> _WHAT THE TASK ASKS_
A word-for-word copy of the records below is required.

PROVIDED MATERIAL: Begin

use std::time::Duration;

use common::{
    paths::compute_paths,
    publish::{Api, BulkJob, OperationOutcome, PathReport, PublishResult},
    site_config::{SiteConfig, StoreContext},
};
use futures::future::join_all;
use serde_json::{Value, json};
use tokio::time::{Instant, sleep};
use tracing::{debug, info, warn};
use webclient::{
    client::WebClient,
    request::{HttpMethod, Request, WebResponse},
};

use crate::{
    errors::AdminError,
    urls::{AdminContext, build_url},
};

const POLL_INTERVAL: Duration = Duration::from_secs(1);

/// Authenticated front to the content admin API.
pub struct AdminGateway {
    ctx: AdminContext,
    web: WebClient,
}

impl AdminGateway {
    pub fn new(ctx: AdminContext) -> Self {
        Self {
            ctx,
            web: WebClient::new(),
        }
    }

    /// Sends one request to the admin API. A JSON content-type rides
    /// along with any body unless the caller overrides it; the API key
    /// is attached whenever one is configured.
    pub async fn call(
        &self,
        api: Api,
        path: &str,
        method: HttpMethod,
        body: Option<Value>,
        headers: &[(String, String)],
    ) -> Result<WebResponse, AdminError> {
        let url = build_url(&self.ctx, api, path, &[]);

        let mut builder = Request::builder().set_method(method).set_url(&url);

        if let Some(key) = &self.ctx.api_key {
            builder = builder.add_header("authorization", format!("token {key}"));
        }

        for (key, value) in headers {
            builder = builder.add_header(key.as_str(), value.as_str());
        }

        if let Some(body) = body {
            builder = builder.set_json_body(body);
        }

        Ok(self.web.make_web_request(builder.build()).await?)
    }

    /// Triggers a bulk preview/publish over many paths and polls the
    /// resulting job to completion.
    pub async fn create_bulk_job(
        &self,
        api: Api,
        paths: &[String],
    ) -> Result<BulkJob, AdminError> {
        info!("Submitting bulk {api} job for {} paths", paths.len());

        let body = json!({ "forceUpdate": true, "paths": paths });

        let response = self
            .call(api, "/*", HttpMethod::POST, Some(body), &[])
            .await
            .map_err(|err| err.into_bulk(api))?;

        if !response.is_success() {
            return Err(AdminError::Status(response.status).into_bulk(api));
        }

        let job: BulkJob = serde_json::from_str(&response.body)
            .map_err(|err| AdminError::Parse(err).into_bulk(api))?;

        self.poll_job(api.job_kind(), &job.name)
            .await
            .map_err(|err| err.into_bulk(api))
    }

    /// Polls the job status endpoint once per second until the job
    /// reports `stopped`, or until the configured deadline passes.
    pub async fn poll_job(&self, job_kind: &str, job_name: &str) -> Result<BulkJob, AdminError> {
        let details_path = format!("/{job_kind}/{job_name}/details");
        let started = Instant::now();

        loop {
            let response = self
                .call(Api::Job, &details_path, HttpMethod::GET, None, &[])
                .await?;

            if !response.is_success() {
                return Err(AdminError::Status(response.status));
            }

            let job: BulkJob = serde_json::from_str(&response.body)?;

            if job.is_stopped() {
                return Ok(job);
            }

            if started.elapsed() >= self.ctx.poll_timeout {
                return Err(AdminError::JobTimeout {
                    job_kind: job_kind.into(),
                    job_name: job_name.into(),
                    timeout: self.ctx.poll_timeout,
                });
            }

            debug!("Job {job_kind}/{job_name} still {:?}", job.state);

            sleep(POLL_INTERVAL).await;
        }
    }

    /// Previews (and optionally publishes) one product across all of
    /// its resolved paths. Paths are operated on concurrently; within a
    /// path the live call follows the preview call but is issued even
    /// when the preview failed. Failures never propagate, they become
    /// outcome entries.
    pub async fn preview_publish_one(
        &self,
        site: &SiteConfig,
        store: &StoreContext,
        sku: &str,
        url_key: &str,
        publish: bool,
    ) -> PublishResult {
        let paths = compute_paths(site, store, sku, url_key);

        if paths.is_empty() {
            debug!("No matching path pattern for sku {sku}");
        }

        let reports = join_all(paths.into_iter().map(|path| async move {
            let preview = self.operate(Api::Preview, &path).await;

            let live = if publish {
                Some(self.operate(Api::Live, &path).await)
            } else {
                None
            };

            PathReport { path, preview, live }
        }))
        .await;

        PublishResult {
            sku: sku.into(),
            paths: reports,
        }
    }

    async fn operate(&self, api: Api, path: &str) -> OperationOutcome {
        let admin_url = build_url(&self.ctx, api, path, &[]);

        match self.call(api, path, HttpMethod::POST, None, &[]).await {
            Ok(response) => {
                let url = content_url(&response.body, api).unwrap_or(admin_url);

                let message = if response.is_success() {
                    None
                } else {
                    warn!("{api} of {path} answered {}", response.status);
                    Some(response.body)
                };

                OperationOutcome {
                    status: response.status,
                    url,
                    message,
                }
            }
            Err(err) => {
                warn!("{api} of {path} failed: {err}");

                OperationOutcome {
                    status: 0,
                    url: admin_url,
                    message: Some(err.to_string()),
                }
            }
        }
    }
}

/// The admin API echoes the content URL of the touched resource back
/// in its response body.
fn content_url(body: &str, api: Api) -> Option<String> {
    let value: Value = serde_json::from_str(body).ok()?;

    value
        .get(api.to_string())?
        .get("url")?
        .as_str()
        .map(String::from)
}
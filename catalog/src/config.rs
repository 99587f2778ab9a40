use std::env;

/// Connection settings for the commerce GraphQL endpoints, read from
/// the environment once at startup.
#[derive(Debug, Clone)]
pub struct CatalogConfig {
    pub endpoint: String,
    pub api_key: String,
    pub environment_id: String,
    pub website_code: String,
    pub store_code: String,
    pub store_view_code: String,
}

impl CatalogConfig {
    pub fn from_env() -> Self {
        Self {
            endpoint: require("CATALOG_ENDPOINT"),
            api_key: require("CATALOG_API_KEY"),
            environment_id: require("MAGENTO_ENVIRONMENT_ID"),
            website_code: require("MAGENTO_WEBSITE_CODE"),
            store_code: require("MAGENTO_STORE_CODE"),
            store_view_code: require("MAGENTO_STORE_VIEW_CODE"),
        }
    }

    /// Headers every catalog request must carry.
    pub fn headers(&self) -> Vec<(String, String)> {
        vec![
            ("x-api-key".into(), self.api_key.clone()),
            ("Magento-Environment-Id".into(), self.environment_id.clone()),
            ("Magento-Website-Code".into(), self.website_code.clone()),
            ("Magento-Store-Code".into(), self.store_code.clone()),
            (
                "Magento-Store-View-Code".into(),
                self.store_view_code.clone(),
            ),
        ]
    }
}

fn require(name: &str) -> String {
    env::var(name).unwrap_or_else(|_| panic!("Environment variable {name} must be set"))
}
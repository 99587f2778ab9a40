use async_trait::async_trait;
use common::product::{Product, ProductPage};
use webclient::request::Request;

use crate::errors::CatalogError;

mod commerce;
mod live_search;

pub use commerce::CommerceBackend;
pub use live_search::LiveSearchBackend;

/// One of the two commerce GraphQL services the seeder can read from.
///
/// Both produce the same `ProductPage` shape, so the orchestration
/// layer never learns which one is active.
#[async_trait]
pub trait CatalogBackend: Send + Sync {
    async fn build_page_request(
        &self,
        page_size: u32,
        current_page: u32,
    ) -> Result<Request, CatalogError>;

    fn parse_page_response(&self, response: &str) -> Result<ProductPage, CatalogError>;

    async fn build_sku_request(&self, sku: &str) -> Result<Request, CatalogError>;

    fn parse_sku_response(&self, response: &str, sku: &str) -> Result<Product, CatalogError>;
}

PROVIDED MATERIAL: End

> _YOUR SOLUTION_
use std::time::Duration;

use common::{
    paths::compute_paths,
    publish::{Api, BulkJob, OperationOutcome, PathReport, PublishResult},
    site_config::{SiteConfig, StoreContext},
};
use futures::future::join_all;
use serde_json::{Value, json};
use tokio::time::{Instant, sleep};
use tracing::{debug, info, warn};
use webclient::{
    client::WebClient,
    request::{HttpMethod, Request, WebResponse},
};

use crate::{
    errors::AdminError,
    urls::{AdminContext, build_url},
};

const POLL_INTERVAL: Duration = Duration::from_secs(1);

/// Authenticated front to the content admin API.
pub struct AdminGateway {
    ctx: AdminContext,
    web: WebClient,
}

impl AdminGateway {
    pub fn new(ctx: AdminContext) -> Self {
        Self {
            ctx,
            web: WebClient::new(),
        }
    }

    /// Sends one request to the admin API. A JSON content-type rides
    /// along with any body unless the caller overrides it; the API key
    /// is attached whenever one is configured.
    pub async fn call(
        &self,
        api: Api,
        path: &str,
        method: HttpMethod,
        body: Option<Value>,
        headers: &[(String, String)],
    ) -> Result<WebResponse, AdminError> {
        let url = build_url(&self.ctx, api, path, &[]);

        let mut builder = Request::builder().set_method(method).set_url(&url);

        if let Some(key) = &self.ctx.api_key {
            builder = builder.add_header("authorization", format!("token {key}"));
        }

        for (key, value) in headers {
            builder = builder.add_header(key.as_str(), value.as_str());
        }

        if let Some(body) = body {
            builder = builder.set_json_body(body);
        }

        Ok(self.web.make_web_request(builder.build()).await?)
    }

    /// Triggers a bulk preview/publish over many paths and polls the
    /// resulting job to completion.
    pub async fn create_bulk_job(
        &self,
        api: Api,
        paths: &[String],
    ) -> Result<BulkJob, AdminError> {
        info!("Submitting bulk {api} job for {} paths", paths.len());

        let body = json!({ "forceUpdate": true, "paths": paths });

        let response = self
            .call(api, "/*", HttpMethod::POST, Some(body), &[])
            .await
            .map_err(|err| err.into_bulk(api))?;

        if !response.is_success() {
            return Err(AdminError::Status(response.status).into_bulk(api));
        }

        let job: BulkJob = serde_json::from_str(&response.body)
            .map_err(|err| AdminError::Parse(err).into_bulk(api))?;

        self.poll_job(api.job_kind(), &job.name)
            .await
            .map_err(|err| err.into_bulk(api))
    }

    /// Polls the job status endpoint once per second until the job
    /// reports `stopped`, or until the configured deadline passes.
    pub async fn poll_job(&self, job_kind: &str, job_name: &str) -> Result<BulkJob, AdminError> {
        let details_path = format!("/{job_kind}/{job_name}/details");
        let started = Instant::now();

        loop {
            let response = self
                .call(Api::Job, &details_path, HttpMethod::GET, None, &[])
                .await?;

            if !response.is_success() {
                return Err(AdminError::Status(response.status));
            }

            let job: BulkJob = serde_json::from_str(&response.body)?;

            if job.is_stopped() {
                return Ok(job);
            }

            if started.elapsed() >= self.ctx.poll_timeout {
                return Err(AdminError::JobTimeout {
                    job_kind: job_kind.into(),
                    job_name: job_name.into(),
                    timeout: self.ctx.poll_timeout,
                });
            }

            debug!("Job {job_kind}/{job_name} still {:?}", job.state);

            sleep(POLL_INTERVAL).await;
        }
    }

    /// Previews (and optionally publishes) one product across all of
    /// its resolved paths. Paths are operated on concurrently; within a
    /// path the live call follows the preview call but is issued even
    /// when the preview failed. Failures never propagate, they become
    /// outcome entries.
    pub async fn preview_publish_one(
        &self,
        site: &SiteConfig,
        store: &StoreContext,
        sku: &str,
        url_key: &str,
        publish: bool,
    ) -> PublishResult {
        let paths = compute_paths(site, store, sku, url_key);

        if paths.is_empty() {
            debug!("No matching path pattern for sku {sku}");
        }

        let reports = join_all(paths.into_iter().map(|path| async move {
            let preview = self.operate(Api::Preview, &path).await;

            let live = if publish {
                Some(self.operate(Api::Live, &path).await)
            } else {
                None
            };

            PathReport { path, preview, live }
        }))
        .await;

        PublishResult {
            sku: sku.into(),
            paths: reports,
        }
    }

    async fn operate(&self, api: Api, path: &str) -> OperationOutcome {
        let admin_url = build_url(&self.ctx, api, path, &[]);

        match self.call(api, path, HttpMethod::POST, None, &[]).await {
            Ok(response) => {
                let url = content_url(&response.body, api).unwrap_or(admin_url);

                let message = if response.is_success() {
                    None
                } else {
                    warn!("{api} of {path} answered {}", response.status);
                    Some(response.body)
                };

                OperationOutcome {
                    status: response.status,
                    url,
                    message,
                }
            }
            Err(err) => {
                warn!("{api} of {path} failed: {err}");

                OperationOutcome {
                    status: 0,
                    url: admin_url,
                    message: Some(err.to_string()),
                }
            }
        }
    }
}

/// The admin API echoes the content URL of the touched resource back
/// in its response body.
fn content_url(body: &str, api: Api) -> Option<String> {
    let value: Value = serde_json::from_str(body).ok()?;

    value
        .get(api.to_string())?
        .get("url")?
        .as_str()
        .map(String::from)
}
filename catalog/src/config.rs
repository 99587f2778ab9a40
use std::env;

/// Connection settings for the commerce GraphQL endpoints, read from
/// the environment once at startup.
#[derive(Debug, Clone)]
pub struct CatalogConfig {
    pub endpoint: String,
    pub api_key: String,
    pub environment_id: String,
    pub website_code: String,
    pub store_code: String,
    pub store_view_code: String,
}

impl CatalogConfig {
    pub fn from_env() -> Self {
        Self {
            endpoint: require("CATALOG_ENDPOINT"),
            api_key: require("CATALOG_API_KEY"),
            environment_id: require("MAGENTO_ENVIRONMENT_ID"),
            website_code: require("MAGENTO_WEBSITE_CODE"),
            store_code: require("MAGENTO_STORE_CODE"),
            store_view_code: require("MAGENTO_STORE_VIEW_CODE"),
        }
    }

    /// Headers every catalog request must carry.
    pub fn headers(&self) -> Vec<(String, String)> {
        vec![
            ("x-api-key".into(), self.api_key.clone()),
            ("Magento-Environment-Id".into(), self.environment_id.clone()),
            ("Magento-Website-Code".into(), self.website_code.clone()),
            ("Magento-Store-Code".into(), self.store_code.clone()),
            (
                "Magento-Store-View-Code".into(),
                self.store_view_code.clone(),
            ),
        ]
    }
}

fn require(name: &str) -> String {
    env::var(name).unwrap_or_else(|_| panic!("Environment variable {name} must be set"))
}
repository 99587f2778ab9a40
use async_trait::async_trait;
use common::product::{Product, ProductPage};
use webclient::request::Request;

use crate::errors::CatalogError;

mod commerce;
mod live_search;

pub use commerce::CommerceBackend;
pub use live_search::LiveSearchBackend;

/// One of the two commerce GraphQL services the seeder can read from.
///
/// Both produce the same `ProductPage` shape, so the orchestration
/// layer never learns which one is active.
#[async_trait]
pub trait CatalogBackend: Send + Sync {
    async fn build_page_request(
        &self,
        page_size: u32,
        current_page: u32,
    ) -> Result<Request, CatalogError>;

    fn parse_page_response(&self, response: &str) -> Result<ProductPage, CatalogError>;

    async fn build_sku_request(&self, sku: &str) -> Result<Request, CatalogError>;

    fn parse_sku_response(&self, response: &str, sku: &str) -> Result<Product, CatalogError>;
}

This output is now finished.